Saved data entries:
= Beginning of Section =

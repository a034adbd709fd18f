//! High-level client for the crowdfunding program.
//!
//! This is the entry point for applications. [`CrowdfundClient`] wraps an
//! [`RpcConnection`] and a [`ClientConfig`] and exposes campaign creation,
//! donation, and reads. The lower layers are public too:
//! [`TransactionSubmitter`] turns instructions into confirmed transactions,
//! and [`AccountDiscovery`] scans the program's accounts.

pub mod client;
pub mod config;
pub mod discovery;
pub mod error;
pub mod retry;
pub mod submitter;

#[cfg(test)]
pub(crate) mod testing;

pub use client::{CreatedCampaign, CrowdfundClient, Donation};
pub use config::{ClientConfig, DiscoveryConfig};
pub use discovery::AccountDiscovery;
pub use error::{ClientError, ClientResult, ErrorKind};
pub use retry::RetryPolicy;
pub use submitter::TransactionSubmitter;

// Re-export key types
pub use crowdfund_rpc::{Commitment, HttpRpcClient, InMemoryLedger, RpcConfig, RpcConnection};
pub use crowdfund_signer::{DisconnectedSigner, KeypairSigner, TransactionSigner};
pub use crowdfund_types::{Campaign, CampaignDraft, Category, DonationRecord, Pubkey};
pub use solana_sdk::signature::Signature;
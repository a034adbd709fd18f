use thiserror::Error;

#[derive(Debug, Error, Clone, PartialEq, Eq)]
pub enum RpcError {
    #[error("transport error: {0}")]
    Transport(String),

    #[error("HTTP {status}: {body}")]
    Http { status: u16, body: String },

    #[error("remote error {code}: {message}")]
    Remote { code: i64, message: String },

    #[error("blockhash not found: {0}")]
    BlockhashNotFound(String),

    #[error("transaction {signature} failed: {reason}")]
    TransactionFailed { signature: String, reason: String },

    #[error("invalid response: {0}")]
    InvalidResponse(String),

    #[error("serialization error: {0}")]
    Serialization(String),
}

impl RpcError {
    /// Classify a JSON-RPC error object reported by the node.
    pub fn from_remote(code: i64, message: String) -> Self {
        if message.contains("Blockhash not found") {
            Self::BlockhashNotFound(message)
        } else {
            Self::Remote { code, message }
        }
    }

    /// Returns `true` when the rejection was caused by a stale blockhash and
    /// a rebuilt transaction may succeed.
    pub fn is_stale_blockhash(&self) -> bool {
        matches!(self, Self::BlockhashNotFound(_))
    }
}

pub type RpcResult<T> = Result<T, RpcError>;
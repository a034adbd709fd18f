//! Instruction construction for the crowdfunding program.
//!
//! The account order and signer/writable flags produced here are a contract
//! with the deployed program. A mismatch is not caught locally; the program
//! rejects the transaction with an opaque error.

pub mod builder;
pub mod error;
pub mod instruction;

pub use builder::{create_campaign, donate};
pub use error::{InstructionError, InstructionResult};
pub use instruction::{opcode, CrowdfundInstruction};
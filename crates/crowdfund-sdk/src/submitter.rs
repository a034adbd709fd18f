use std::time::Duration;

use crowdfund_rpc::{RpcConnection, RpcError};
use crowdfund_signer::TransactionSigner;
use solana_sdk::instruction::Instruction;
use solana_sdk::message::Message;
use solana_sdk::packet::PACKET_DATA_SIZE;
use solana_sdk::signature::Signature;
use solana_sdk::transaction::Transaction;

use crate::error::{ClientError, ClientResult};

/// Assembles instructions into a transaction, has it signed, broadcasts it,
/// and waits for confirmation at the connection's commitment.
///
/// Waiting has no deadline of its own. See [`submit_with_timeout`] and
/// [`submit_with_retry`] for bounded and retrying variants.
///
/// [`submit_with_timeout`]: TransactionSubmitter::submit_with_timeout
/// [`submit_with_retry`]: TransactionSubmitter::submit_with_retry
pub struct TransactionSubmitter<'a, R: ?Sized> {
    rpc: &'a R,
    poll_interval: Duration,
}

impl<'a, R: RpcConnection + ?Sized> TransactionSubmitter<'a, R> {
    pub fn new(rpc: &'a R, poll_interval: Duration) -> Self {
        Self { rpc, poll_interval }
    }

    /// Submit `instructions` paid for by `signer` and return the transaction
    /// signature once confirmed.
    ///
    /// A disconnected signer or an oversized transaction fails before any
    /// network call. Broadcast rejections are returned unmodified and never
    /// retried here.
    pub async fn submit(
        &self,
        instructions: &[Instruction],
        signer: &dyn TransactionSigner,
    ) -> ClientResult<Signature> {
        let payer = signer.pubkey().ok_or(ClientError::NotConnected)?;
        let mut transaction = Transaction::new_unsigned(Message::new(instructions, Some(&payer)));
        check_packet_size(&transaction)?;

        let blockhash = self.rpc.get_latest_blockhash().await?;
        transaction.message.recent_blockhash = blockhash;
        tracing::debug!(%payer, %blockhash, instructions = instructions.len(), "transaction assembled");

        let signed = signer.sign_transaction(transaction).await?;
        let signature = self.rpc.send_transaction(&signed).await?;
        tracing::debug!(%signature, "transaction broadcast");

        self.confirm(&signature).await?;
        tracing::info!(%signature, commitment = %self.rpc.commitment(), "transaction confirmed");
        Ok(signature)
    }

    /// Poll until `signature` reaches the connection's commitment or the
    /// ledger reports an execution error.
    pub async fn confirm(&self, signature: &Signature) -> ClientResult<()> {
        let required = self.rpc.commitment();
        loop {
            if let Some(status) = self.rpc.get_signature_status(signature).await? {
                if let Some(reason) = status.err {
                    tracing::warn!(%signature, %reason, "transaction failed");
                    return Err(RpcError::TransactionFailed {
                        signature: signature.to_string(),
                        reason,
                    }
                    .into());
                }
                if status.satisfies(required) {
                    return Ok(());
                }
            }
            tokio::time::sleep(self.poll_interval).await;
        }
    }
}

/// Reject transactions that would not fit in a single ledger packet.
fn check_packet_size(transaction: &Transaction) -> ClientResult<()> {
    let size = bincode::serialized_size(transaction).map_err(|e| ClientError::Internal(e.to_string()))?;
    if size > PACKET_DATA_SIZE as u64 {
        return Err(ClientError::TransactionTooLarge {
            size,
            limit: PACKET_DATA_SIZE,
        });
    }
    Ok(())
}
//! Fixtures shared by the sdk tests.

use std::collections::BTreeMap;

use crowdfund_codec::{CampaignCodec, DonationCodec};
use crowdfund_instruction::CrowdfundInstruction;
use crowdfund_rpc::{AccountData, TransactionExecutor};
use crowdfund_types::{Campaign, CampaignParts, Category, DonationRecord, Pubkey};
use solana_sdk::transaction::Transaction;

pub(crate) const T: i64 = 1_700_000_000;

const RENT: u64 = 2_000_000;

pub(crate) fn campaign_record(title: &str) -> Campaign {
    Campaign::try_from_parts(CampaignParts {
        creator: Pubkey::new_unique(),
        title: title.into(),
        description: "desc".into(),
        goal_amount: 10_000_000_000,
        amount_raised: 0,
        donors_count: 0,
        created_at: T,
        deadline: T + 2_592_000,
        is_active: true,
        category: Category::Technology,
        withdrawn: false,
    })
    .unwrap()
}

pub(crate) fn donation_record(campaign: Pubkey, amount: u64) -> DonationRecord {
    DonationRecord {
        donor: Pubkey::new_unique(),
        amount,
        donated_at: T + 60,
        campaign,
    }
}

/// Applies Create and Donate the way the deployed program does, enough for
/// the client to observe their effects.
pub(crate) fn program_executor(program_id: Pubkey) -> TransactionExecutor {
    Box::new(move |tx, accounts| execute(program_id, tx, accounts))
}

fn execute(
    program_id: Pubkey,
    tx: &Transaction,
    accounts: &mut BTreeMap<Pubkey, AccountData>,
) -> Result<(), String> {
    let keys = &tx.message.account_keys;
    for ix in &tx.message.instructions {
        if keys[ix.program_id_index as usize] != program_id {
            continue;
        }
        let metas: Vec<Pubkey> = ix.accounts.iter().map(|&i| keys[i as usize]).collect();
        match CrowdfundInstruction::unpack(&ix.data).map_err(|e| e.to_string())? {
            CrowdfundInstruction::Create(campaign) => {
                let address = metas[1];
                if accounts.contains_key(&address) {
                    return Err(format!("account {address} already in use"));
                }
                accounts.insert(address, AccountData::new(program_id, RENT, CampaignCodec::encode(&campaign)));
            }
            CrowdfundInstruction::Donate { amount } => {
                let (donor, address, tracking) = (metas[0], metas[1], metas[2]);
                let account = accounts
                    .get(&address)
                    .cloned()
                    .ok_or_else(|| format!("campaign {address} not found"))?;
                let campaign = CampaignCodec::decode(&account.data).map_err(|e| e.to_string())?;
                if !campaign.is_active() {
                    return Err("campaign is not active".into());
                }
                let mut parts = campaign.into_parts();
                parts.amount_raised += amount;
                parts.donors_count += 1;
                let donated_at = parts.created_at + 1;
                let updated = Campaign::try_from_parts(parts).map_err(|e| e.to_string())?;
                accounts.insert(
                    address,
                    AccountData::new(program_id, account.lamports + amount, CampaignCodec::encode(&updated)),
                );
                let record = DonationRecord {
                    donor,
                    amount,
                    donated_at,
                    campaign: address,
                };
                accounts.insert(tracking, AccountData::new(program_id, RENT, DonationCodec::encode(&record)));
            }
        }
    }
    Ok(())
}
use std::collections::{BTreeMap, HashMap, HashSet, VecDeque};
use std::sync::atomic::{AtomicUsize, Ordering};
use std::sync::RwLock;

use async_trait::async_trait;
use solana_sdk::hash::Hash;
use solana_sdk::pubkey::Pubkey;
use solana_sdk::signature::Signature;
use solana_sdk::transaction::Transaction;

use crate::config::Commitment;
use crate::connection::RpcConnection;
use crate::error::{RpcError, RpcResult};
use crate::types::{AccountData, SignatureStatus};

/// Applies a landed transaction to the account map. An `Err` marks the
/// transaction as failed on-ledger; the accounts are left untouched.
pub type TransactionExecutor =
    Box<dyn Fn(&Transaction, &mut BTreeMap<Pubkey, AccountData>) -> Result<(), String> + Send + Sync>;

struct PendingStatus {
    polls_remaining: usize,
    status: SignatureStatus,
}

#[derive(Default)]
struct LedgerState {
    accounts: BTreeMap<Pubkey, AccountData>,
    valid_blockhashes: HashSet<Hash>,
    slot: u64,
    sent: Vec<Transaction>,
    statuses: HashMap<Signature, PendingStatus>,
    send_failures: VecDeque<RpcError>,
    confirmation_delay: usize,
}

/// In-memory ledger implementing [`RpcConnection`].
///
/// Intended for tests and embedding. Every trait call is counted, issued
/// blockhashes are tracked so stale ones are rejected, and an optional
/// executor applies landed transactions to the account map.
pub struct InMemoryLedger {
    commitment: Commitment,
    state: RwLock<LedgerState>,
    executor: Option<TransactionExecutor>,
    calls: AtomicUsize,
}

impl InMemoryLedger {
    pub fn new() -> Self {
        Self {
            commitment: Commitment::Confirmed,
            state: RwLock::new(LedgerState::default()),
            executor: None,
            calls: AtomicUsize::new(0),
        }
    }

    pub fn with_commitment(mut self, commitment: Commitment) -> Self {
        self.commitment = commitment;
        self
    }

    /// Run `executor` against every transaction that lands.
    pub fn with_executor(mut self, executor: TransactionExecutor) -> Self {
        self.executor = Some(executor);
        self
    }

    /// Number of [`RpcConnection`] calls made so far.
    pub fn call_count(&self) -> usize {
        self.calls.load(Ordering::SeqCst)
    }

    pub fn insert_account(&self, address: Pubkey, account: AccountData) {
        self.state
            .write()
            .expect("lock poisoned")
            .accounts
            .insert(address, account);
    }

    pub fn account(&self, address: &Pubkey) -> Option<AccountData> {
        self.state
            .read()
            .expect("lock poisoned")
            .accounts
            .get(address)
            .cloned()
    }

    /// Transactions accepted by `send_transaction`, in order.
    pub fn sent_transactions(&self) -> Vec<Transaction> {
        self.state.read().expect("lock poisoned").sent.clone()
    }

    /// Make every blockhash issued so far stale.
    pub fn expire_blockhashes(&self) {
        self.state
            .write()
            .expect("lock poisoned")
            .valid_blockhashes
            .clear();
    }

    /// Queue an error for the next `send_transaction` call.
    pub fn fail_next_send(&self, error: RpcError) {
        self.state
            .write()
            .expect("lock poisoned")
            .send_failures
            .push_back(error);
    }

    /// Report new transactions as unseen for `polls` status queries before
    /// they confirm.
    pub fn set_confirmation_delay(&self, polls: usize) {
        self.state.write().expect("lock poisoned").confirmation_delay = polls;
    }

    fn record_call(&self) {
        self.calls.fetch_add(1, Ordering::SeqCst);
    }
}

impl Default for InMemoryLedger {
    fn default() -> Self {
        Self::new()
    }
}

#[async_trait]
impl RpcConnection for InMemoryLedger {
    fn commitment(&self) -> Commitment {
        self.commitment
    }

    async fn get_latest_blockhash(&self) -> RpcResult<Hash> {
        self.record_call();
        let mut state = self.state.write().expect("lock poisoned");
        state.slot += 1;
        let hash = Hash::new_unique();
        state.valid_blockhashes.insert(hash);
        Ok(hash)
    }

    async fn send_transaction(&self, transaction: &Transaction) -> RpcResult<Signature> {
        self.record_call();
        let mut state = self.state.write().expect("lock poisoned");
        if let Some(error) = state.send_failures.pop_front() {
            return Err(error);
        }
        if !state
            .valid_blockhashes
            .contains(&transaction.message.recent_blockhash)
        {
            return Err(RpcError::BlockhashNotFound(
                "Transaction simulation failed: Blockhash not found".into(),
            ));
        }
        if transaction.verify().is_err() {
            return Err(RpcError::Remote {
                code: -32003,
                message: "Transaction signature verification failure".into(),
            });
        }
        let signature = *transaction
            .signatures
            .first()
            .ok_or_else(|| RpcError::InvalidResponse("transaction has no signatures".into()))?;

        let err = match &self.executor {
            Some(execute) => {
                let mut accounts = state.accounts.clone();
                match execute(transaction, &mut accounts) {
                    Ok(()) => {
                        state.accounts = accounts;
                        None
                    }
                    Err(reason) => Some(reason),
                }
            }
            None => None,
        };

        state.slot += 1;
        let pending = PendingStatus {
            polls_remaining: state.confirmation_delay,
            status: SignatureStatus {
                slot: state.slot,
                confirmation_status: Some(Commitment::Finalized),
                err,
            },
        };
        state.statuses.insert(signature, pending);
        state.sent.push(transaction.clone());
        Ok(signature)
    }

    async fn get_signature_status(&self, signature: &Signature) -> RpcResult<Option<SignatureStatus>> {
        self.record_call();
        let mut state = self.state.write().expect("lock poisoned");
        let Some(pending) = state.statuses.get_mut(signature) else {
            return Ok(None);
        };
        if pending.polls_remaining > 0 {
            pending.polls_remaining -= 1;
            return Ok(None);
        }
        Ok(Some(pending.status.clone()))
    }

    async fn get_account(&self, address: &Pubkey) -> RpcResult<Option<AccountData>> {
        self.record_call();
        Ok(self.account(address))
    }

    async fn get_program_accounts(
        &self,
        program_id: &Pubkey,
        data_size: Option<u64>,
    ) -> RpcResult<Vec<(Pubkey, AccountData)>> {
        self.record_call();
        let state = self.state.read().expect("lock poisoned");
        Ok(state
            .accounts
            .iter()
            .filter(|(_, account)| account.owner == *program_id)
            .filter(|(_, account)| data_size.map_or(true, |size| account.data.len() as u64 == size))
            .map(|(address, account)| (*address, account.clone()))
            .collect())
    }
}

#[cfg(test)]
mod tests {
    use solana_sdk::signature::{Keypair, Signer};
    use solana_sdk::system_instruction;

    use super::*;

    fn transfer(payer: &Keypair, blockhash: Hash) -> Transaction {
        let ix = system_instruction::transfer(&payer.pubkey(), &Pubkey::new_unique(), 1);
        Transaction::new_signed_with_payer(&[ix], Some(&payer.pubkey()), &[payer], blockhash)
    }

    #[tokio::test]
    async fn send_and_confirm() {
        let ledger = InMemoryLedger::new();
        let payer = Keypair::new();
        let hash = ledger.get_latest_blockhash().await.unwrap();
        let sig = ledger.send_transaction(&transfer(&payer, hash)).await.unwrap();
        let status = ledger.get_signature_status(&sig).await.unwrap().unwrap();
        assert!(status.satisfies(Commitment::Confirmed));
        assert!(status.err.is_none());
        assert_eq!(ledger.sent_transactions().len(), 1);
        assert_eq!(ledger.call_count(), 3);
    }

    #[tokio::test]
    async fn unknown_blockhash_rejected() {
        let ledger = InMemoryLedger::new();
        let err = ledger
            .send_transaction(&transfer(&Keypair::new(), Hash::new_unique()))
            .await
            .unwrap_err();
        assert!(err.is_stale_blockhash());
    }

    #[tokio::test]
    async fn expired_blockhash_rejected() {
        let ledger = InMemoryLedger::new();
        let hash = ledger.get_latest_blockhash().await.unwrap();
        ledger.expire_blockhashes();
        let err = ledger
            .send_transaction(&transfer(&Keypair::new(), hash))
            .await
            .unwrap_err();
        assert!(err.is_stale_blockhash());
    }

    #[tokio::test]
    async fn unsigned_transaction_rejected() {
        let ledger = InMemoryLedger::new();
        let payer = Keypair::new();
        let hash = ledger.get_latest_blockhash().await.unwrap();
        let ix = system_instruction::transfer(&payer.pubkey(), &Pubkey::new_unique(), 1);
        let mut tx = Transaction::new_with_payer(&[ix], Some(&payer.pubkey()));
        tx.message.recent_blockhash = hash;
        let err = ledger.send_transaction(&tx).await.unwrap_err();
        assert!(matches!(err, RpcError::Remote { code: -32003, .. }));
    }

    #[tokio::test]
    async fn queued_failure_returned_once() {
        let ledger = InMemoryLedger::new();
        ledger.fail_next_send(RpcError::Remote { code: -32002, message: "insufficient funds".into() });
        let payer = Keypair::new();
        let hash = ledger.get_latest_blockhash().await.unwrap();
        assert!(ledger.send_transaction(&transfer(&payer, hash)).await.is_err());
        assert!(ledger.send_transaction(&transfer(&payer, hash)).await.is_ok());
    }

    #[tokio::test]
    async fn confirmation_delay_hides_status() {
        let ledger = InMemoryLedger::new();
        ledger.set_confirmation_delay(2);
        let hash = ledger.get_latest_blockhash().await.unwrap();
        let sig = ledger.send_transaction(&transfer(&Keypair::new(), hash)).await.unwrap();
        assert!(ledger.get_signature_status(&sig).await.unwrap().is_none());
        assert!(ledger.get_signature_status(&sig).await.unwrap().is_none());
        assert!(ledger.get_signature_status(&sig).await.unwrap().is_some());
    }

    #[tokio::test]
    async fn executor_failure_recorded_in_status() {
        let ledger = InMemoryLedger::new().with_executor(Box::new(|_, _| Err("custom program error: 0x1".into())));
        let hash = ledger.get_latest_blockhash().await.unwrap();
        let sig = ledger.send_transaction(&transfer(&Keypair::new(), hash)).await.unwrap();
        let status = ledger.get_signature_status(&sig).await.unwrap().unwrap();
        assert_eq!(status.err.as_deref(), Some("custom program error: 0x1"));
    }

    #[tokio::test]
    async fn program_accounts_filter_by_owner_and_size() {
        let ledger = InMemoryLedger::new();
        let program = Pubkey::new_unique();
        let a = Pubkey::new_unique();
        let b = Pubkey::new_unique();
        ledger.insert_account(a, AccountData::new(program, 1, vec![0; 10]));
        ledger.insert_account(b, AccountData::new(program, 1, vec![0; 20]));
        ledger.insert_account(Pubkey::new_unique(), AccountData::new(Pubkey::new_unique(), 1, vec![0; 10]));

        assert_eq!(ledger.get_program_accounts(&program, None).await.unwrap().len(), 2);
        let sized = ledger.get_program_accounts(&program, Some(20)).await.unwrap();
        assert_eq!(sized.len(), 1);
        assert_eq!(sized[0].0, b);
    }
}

= End of Section =

Instructions to follow: Give only the lines from the one holding "the program's accounts." through the one holding "Re-export key types", each restated exactly as it appears above.

Answer to the exercise:
//! and [`AccountDiscovery`] scans the program's accounts.

pub mod client;
pub mod config;
pub mod discovery;
pub mod error;
pub mod retry;
pub mod submitter;

#[cfg(test)]
pub(crate) mod testing;

pub use client::{CreatedCampaign, CrowdfundClient, Donation};
pub use config::{ClientConfig, DiscoveryConfig};
pub use discovery::AccountDiscovery;
pub use error::{ClientError, ClientResult, ErrorKind};
pub use retry::RetryPolicy;
pub use submitter::TransactionSubmitter;

// Re-export key types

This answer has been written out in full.